**TASK OBJECTIVE**
Each line of the data below from the one holding "channels per pixel." to the one holding "alpha before the", inclusive, is to be reproduced exactly; no other line belongs in the answer.

EXTRACTED DATA below:

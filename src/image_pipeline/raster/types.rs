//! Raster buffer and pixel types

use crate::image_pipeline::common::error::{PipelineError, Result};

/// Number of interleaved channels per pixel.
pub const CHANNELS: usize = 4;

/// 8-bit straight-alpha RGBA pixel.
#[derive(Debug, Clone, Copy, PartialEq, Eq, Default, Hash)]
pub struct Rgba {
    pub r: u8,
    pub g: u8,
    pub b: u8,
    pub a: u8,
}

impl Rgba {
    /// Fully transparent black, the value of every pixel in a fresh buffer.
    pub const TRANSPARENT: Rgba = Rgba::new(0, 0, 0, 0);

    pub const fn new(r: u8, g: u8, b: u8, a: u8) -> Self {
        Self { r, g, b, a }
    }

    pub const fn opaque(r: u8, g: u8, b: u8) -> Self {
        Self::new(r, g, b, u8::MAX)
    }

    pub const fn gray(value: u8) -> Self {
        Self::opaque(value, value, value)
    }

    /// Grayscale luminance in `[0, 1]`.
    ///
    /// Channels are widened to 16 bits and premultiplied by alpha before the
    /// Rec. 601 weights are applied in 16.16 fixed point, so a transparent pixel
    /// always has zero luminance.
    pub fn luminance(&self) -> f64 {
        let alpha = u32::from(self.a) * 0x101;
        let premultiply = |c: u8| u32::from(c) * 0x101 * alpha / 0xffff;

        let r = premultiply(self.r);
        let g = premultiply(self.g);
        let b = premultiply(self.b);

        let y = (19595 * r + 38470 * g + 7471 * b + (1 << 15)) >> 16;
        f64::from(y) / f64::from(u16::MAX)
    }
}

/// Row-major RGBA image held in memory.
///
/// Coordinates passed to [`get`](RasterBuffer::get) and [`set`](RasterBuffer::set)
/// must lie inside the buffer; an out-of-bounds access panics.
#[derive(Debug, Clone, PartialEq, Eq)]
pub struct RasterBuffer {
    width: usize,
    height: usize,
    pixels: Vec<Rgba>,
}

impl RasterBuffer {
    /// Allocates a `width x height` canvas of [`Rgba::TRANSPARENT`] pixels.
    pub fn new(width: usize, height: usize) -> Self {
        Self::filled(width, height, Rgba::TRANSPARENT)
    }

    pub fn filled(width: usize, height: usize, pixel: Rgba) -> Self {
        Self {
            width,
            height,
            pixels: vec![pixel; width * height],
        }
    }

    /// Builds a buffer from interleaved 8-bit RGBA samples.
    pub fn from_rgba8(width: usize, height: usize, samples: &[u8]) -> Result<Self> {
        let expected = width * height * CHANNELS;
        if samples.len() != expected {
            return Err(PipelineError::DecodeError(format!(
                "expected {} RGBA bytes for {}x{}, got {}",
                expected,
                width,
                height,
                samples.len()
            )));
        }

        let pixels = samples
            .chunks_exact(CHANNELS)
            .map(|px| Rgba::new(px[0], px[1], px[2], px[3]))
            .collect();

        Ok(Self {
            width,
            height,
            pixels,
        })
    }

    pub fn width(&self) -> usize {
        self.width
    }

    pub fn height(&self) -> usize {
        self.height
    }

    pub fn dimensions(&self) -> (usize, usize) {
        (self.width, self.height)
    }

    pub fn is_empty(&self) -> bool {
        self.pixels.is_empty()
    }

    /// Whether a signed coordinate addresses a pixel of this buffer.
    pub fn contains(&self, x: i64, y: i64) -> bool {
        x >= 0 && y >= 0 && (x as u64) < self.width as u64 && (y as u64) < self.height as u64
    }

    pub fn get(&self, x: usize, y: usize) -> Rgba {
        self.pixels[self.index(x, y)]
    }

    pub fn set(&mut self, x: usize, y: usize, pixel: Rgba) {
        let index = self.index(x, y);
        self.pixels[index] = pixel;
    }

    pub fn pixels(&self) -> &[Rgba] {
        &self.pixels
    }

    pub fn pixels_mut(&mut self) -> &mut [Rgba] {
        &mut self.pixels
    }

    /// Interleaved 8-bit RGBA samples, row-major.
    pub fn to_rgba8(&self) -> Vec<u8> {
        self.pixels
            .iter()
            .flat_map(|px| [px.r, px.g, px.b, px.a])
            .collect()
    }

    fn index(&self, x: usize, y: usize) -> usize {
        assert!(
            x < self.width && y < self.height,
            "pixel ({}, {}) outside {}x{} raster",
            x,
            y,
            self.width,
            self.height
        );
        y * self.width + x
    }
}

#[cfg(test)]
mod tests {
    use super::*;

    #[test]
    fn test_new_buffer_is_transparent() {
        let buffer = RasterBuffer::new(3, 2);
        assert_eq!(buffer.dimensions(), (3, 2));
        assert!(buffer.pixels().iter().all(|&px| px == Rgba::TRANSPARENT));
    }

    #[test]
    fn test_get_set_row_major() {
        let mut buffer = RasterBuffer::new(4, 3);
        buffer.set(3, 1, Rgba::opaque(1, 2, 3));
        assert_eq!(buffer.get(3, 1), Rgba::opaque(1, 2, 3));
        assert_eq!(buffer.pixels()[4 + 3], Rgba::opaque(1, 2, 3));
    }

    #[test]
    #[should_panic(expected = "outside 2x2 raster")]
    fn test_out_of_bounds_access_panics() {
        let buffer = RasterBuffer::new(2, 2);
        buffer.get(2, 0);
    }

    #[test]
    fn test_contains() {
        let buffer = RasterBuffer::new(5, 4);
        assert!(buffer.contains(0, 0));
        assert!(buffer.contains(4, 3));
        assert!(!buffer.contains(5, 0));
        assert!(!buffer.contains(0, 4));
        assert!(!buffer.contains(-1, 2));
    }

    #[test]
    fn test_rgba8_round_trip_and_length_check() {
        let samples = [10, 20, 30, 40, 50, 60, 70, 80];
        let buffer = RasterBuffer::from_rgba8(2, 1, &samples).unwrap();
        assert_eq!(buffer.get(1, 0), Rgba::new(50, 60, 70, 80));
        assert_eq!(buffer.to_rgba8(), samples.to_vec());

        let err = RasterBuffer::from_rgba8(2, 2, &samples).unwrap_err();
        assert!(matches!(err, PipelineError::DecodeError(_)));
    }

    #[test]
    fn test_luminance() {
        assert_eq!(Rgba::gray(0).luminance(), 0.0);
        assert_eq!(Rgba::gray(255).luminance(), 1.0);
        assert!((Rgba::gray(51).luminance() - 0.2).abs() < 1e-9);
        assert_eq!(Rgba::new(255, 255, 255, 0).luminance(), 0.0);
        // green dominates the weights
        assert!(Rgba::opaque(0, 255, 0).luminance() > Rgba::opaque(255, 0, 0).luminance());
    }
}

End of EXTRACTED DATA.
EXTRACTED DATA below:

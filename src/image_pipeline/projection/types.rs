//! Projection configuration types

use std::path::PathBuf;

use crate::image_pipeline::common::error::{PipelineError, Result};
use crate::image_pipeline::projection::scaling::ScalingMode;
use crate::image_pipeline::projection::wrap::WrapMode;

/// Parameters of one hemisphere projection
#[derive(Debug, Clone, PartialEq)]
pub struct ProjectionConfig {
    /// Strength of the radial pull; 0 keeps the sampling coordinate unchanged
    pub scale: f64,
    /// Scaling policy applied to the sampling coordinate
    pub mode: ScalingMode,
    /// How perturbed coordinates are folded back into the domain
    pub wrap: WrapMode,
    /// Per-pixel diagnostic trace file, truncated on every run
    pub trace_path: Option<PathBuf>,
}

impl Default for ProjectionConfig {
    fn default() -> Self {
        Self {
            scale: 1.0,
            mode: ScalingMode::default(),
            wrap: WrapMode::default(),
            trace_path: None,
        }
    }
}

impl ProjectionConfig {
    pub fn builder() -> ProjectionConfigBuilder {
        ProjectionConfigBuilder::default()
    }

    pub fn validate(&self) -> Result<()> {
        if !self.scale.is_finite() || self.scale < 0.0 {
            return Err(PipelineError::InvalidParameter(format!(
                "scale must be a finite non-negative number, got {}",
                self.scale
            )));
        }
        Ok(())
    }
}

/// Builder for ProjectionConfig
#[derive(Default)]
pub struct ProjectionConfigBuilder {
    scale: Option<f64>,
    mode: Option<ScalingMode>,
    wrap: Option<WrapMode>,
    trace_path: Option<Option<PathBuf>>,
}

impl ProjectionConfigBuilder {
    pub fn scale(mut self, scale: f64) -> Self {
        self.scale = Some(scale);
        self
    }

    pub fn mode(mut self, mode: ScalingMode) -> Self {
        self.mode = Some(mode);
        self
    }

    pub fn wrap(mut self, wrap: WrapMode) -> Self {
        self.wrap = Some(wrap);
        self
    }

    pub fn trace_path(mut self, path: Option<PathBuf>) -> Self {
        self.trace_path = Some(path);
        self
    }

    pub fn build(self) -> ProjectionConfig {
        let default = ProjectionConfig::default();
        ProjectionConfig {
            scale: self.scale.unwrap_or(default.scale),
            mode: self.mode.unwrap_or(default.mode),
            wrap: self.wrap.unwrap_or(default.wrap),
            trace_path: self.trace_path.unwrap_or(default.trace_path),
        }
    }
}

End of EXTRACTED DATA.

**FINISHED TASK**
/// Number of interleaved channels per pixel.
pub const CHANNELS: usize = 4;

/// 8-bit straight-alpha RGBA pixel.
#[derive(Debug, Clone, Copy, PartialEq, Eq, Default, Hash)]
pub struct Rgba {
    pub r: u8,
    pub g: u8,
    pub b: u8,
    pub a: u8,
}

impl Rgba {
    /// Fully transparent black, the value of every pixel in a fresh buffer.
    pub const TRANSPARENT: Rgba = Rgba::new(0, 0, 0, 0);

    pub const fn new(r: u8, g: u8, b: u8, a: u8) -> Self {
        Self { r, g, b, a }
    }

    pub const fn opaque(r: u8, g: u8, b: u8) -> Self {
        Self::new(r, g, b, u8::MAX)
    }

    pub const fn gray(value: u8) -> Self {
        Self::opaque(value, value, value)
    }

    /// Grayscale luminance in `[0, 1]`.
    ///
    /// Channels are widened to 16 bits and premultiplied by alpha before the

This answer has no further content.